Large companies, especially large conglomerates, are starting to use web-based social networking tools for employees. These tools will certainly improve communication within the organization, and will help solidify its internal culture. Moreover, cross disciplinary communication and collaboration, which will be facilitated by these tools, will also increase the creativity and the efficiency of the organization. There is one major shortcoming, these social networks are usually closed, they are only accessible to employees.

These new measures are the living proof that corporate managers are recognizing the need to manage the organization not as a machine, the command and control paradigm, but more as a community. Cool, the human factor is slowly coming back into the picture... It took them quite some time to realize that an individual needs more than just material gratification; that if you treat a human being as a replaceable and disposable piece of equipment, a "human resource", you will not get his/her full cooperation, and you will not benefit from his/her creativity. It is also about time for them to re-realize that groups are not merely clusters of individuals, and to give them the freedom to organize and to collaborate is far more advantageous than to divide them to better control them.

These big corporations are too late in trying to use the new technology to better their business. But their fundamental problem is not even there. It is their structure. They are hierarchical, closed structures. Please visit our Economical alternatives section to understand why open organic networks are economically far more superior to closed hierarchies, in the context of a knowledge-based economy.
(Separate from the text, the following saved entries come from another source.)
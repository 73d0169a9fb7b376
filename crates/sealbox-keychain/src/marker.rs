//! Version marker for encrypted namespaces.
//!
//! A namespace is in encrypted form exactly when the integer under
//! [`VERSION_KEY`] equals [`VERSION`]. The marker is written by the legacy
//! import and by `remove_all`, and is never visible through the keychain
//! accessors.

use sealbox_prefs::{Editor, Preferences};

use crate::error::Result;

/// Preference key holding the encrypted keychain schema version.
pub const VERSION_KEY: &str = "com.wultra.PowerAuthKeychain.IsEncrypted";

/// Current encrypted keychain schema version.
pub const VERSION: i64 = 1;

/// Whether `prefs` holds encrypted keychain content.
///
/// Only the exact current version counts; a missing marker, a marker of
/// another kind, or any other number means the namespace is not in
/// encrypted form.
pub fn is_encrypted_content(prefs: &Preferences) -> Result<bool> {
    Ok(prefs.get_int(VERSION_KEY, 0)? == VERSION)
}

/// Queue the current marker into `editor`.
pub(crate) fn stamp(editor: &mut Editor<'_>) {
    editor.put_int(VERSION_KEY, VERSION);
}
Lockheed Martin gets social with a private network
By ANDY ROSEN, The Daily Record
Published 07/15/09
BALTIMORE (AP) — Lockheed Martin Corp. is setting up a private social network for employees to use in the course of business as a means to discuss tasks from projects to purchasing. And though the network itself won't be open to the outside world, the program that supports it will be.
Company officials are preparing next year to launch a program — tentatively called Eureka — that will allow workers across the defense contractor's large network of locations to connect with each other and talk about work. Before that happens, Bethesda-based Lockheed Martin also plans to make the computer programming code...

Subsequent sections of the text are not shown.